» **Exercise prompt**
Every record below is to be restated word for word.

----

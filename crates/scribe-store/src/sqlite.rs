use std::path::Path;

use chrono::Utc;
use rusqlite::{params, OptionalExtension};
use tracing::{debug, instrument};

use scribe_core::checkpoint::Checkpoint;
use scribe_core::ids::ThreadId;
use scribe_core::messages::{Message, Role};

use crate::database::Database;
use crate::error::StoreError;
use crate::row_helpers;
use crate::store::{check_sequence, check_thread, ConversationStore, ThreadState, ThreadSummary};

/// Durable backend: survives process restarts.
pub struct SqliteStore {
    db: Database,
}

impl SqliteStore {
    pub fn new(db: Database) -> Self {
        Self { db }
    }

    pub fn open(path: &Path) -> Result<Self, StoreError> {
        Database::open(path).map(Self::new)
    }

    pub fn database(&self) -> &Database {
        &self.db
    }
}

impl ConversationStore for SqliteStore {
    fn backend(&self) -> &'static str {
        "sqlite"
    }

    #[instrument(skip(self), fields(thread_id = %thread_id))]
    fn load(&self, thread_id: &ThreadId) -> Result<Option<ThreadState>, StoreError> {
        self.db.with_conn(|conn| {
            let checkpoint_count: Option<i64> = conn
                .query_row(
                    "SELECT checkpoint_count FROM threads WHERE id = ?1",
                    [thread_id.as_str()],
                    |row| row.get(0),
                )
                .optional()?;
            let Some(checkpoint_count) = checkpoint_count else {
                return Ok(None);
            };

            let mut stmt = conn.prepare(
                "SELECT role, payload FROM messages WHERE thread_id = ?1 ORDER BY sequence ASC",
            )?;
            let mut rows = stmt.query([thread_id.as_str()])?;
            let mut messages = Vec::new();
            while let Some(row) = rows.next()? {
                let role: String = row_helpers::get(row, 0, "messages", "role")?;
                let payload: String = row_helpers::get(row, 1, "messages", "payload")?;
                let role: Role = row_helpers::parse_enum(&role, "messages", "role")?;
                let message: Message = row_helpers::parse_json(&payload, "messages", "payload")?;
                if message.role() != role {
                    return Err(StoreError::CorruptRow {
                        table: "messages",
                        column: "role",
                        detail: format!("column says {role}, payload says {}", message.role()),
                    });
                }
                messages.push(message);
            }

            Ok(Some(ThreadState {
                thread_id: thread_id.clone(),
                messages,
                checkpoint_count: row_helpers::to_sequence(checkpoint_count, "threads")?,
            }))
        })
    }

    #[instrument(skip(self, messages, checkpoint), fields(thread_id = %thread_id, messages = messages.len()))]
    fn commit(
        &self,
        thread_id: &ThreadId,
        messages: &[Message],
        checkpoint: Option<&Checkpoint>,
    ) -> Result<u64, StoreError> {
        if let Some(cp) = checkpoint {
            check_thread(thread_id, cp)?;
        }

        let count = self.db.with_tx(|tx| {
            let now = Utc::now().to_rfc3339();
            tx.execute(
                "INSERT INTO threads (id, created_at, updated_at) VALUES (?1, ?2, ?2)
                 ON CONFLICT(id) DO NOTHING",
                params![thread_id.as_str(), now],
            )?;

            let mut count: i64 = tx.query_row(
                "SELECT message_count FROM threads WHERE id = ?1",
                [thread_id.as_str()],
                |row| row.get(0),
            )?;

            for message in messages {
                tx.execute(
                    "INSERT INTO messages (thread_id, sequence, role, payload, created_at)
                     VALUES (?1, ?2, ?3, ?4, ?5)",
                    params![
                        thread_id.as_str(),
                        count,
                        message.role().as_str(),
                        serde_json::to_string(message)?,
                        now,
                    ],
                )?;
                count += 1;
            }

            let mut new_checkpoints = 0i64;
            if let Some(cp) = checkpoint {
                let latest: Option<i64> = tx.query_row(
                    "SELECT MAX(sequence) FROM checkpoints WHERE thread_id = ?1",
                    [thread_id.as_str()],
                    |row| row.get(0),
                )?;
                let latest = latest
                    .map(|s| row_helpers::to_sequence(s, "checkpoints"))
                    .transpose()?;
                check_sequence(cp, latest)?;

                tx.execute(
                    "INSERT INTO checkpoints (thread_id, sequence, payload, created_at)
                     VALUES (?1, ?2, ?3, ?4)",
                    params![
                        thread_id.as_str(),
                        cp.sequence as i64,
                        serde_json::to_string(&cp.payload)?,
                        cp.created_at,
                    ],
                )?;
                new_checkpoints = 1;
            }

            tx.execute(
                "UPDATE threads
                 SET message_count = ?1, checkpoint_count = checkpoint_count + ?2, updated_at = ?3
                 WHERE id = ?4",
                params![count, new_checkpoints, now, thread_id.as_str()],
            )?;
            row_helpers::to_sequence(count, "threads")
        })?;

        debug!(count, "committed");
        Ok(count)
    }

    #[instrument(skip(self), fields(thread_id = %thread_id))]
    fn latest_checkpoint(&self, thread_id: &ThreadId) -> Result<Option<Checkpoint>, StoreError> {
        self.db.with_conn(|conn| {
            let row: Option<(i64, String, String)> = conn
                .query_row(
                    "SELECT sequence, payload, created_at FROM checkpoints
                     WHERE thread_id = ?1 ORDER BY sequence DESC LIMIT 1",
                    [thread_id.as_str()],
                    |row| Ok((row.get(0)?, row.get(1)?, row.get(2)?)),
                )
                .optional()?;

            row.map(|(sequence, payload, created_at)| {
                Ok(Checkpoint {
                    thread_id: thread_id.clone(),
                    sequence: row_helpers::to_sequence(sequence, "checkpoints")?,
                    payload: row_helpers::parse_json(&payload, "checkpoints", "payload")?,
                    created_at,
                })
            })
            .transpose()
        })
    }

    fn list_threads(&self) -> Result<Vec<ThreadSummary>, StoreError> {
        self.db.with_conn(|conn| {
            let mut stmt = conn.prepare(
                "SELECT id, message_count, updated_at FROM threads ORDER BY updated_at DESC, id ASC",
            )?;
            let mut rows = stmt.query([])?;
            let mut out = Vec::new();
            while let Some(row) = rows.next()? {
                let id: String = row_helpers::get(row, 0, "threads", "id")?;
                let count: i64 = row_helpers::get(row, 1, "threads", "message_count")?;
                out.push(ThreadSummary {
                    thread_id: ThreadId::from_raw(id),
                    message_count: row_helpers::to_sequence(count, "threads")?,
                    updated_at: row_helpers::get(row, 2, "threads", "updated_at")?,
                });
            }
            Ok(out)
        })
    }
}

----

» **Answer**
filename crates/scribe-store/src/sqlite.rs
use std::path::Path;

use chrono::Utc;
use rusqlite::{params, OptionalExtension};
use tracing::{debug, instrument};

use scribe_core::checkpoint::Checkpoint;
use scribe_core::ids::ThreadId;
use scribe_core::messages::{Message, Role};

use crate::database::Database;
use crate::error::StoreError;
use crate::row_helpers;
use crate::store::{check_sequence, check_thread, ConversationStore, ThreadState, ThreadSummary};

/// Durable backend: survives process restarts.
pub struct SqliteStore {
    db: Database,
}

impl SqliteStore {
    pub fn new(db: Database) -> Self {
        Self { db }
    }

    pub fn open(path: &Path) -> Result<Self, StoreError> {
        Database::open(path).map(Self::new)
    }

    pub fn database(&self) -> &Database {
        &self.db
    }
}

impl ConversationStore for SqliteStore {
    fn backend(&self) -> &'static str {
        "sqlite"
    }

    #[instrument(skip(self), fields(thread_id = %thread_id))]
    fn load(&self, thread_id: &ThreadId) -> Result<Option<ThreadState>, StoreError> {
        self.db.with_conn(|conn| {
            let checkpoint_count: Option<i64> = conn
                .query_row(
                    "SELECT checkpoint_count FROM threads WHERE id = ?1",
                    [thread_id.as_str()],
                    |row| row.get(0),
                )
                .optional()?;
            let Some(checkpoint_count) = checkpoint_count else {
                return Ok(None);
            };

            let mut stmt = conn.prepare(
                "SELECT role, payload FROM messages WHERE thread_id = ?1 ORDER BY sequence ASC",
            )?;
            let mut rows = stmt.query([thread_id.as_str()])?;
            let mut messages = Vec::new();
            while let Some(row) = rows.next()? {
                let role: String = row_helpers::get(row, 0, "messages", "role")?;
                let payload: String = row_helpers::get(row, 1, "messages", "payload")?;
                let role: Role = row_helpers::parse_enum(&role, "messages", "role")?;
                let message: Message = row_helpers::parse_json(&payload, "messages", "payload")?;
                if message.role() != role {
                    return Err(StoreError::CorruptRow {
                        table: "messages",
                        column: "role",
                        detail: format!("column says {role}, payload says {}", message.role()),
                    });
                }
                messages.push(message);
            }

            Ok(Some(ThreadState {
                thread_id: thread_id.clone(),
                messages,
                checkpoint_count: row_helpers::to_sequence(checkpoint_count, "threads")?,
            }))
        })
    }

    #[instrument(skip(self, messages, checkpoint), fields(thread_id = %thread_id, messages = messages.len()))]
    fn commit(
        &self,
        thread_id: &ThreadId,
        messages: &[Message],
        checkpoint: Option<&Checkpoint>,
    ) -> Result<u64, StoreError> {
        if let Some(cp) = checkpoint {
            check_thread(thread_id, cp)?;
        }

        let count = self.db.with_tx(|tx| {
            let now = Utc::now().to_rfc3339();
            tx.execute(
                "INSERT INTO threads (id, created_at, updated_at) VALUES (?1, ?2, ?2)
                 ON CONFLICT(id) DO NOTHING",
                params![thread_id.as_str(), now],
            )?;

            let mut count: i64 = tx.query_row(
                "SELECT message_count FROM threads WHERE id = ?1",
                [thread_id.as_str()],
                |row| row.get(0),
            )?;

            for message in messages {
                tx.execute(
                    "INSERT INTO messages (thread_id, sequence, role, payload, created_at)
                     VALUES (?1, ?2, ?3, ?4, ?5)",
                    params![
                        thread_id.as_str(),
                        count,
                        message.role().as_str(),
                        serde_json::to_string(message)?,
                        now,
                    ],
                )?;
                count += 1;
            }

            let mut new_checkpoints = 0i64;
            if let Some(cp) = checkpoint {
                let latest: Option<i64> = tx.query_row(
                    "SELECT MAX(sequence) FROM checkpoints WHERE thread_id = ?1",
                    [thread_id.as_str()],
                    |row| row.get(0),
                )?;
                let latest = latest
                    .map(|s| row_helpers::to_sequence(s, "checkpoints"))
                    .transpose()?;
                check_sequence(cp, latest)?;

                tx.execute(
                    "INSERT INTO checkpoints (thread_id, sequence, payload, created_at)
                     VALUES (?1, ?2, ?3, ?4)",
                    params![
                        thread_id.as_str(),
                        cp.sequence as i64,
                        serde_json::to_string(&cp.payload)?,
                        cp.created_at,
                    ],
                )?;
                new_checkpoints = 1;
            }

            tx.execute(
                "UPDATE threads
                 SET message_count = ?1, checkpoint_count = checkpoint_count + ?2, updated_at = ?3
                 WHERE id = ?4",
                params![count, new_checkpoints, now, thread_id.as_str()],
            )?;
            row_helpers::to_sequence(count, "threads")
        })?;

        debug!(count, "committed");
        Ok(count)
    }

    #[instrument(skip(self), fields(thread_id = %thread_id))]
    fn latest_checkpoint(&self, thread_id: &ThreadId) -> Result<Option<Checkpoint>, StoreError> {
        self.db.with_conn(|conn| {
            let row: Option<(i64, String, String)> = conn
                .query_row(
                    "SELECT sequence, payload, created_at FROM checkpoints
                     WHERE thread_id = ?1 ORDER BY sequence DESC LIMIT 1",
                    [thread_id.as_str()],
                    |row| Ok((row.get(0)?, row.get(1)?, row.get(2)?)),
                )
                .optional()?;

            row.map(|(sequence, payload, created_at)| {
                Ok(Checkpoint {
                    thread_id: thread_id.clone(),
                    sequence: row_helpers::to_sequence(sequence, "checkpoints")?,
                    payload: row_helpers::parse_json(&payload, "checkpoints", "payload")?,
                    created_at,
                })
            })
            .transpose()
        })
    }

    fn list_threads(&self) -> Result<Vec<ThreadSummary>, StoreError> {
        self.db.with_conn(|conn| {
            let mut stmt = conn.prepare(
                "SELECT id, message_count, updated_at FROM threads ORDER BY updated_at DESC, id ASC",
            )?;
            let mut rows = stmt.query([])?;
            let mut out = Vec::new();
            while let Some(row) = rows.next()? {
                let id: String = row_helpers::get(row, 0, "threads", "id")?;
                let count: i64 = row_helpers::get(row, 1, "threads", "message_count")?;
                out.push(ThreadSummary {
                    thread_id: ThreadId::from_raw(id),
                    message_count: row_helpers::to_sequence(count, "threads")?,
                    updated_at: row_helpers::get(row, 2, "threads", "updated_at")?,
                });
            }
            Ok(out)
        })
    }
}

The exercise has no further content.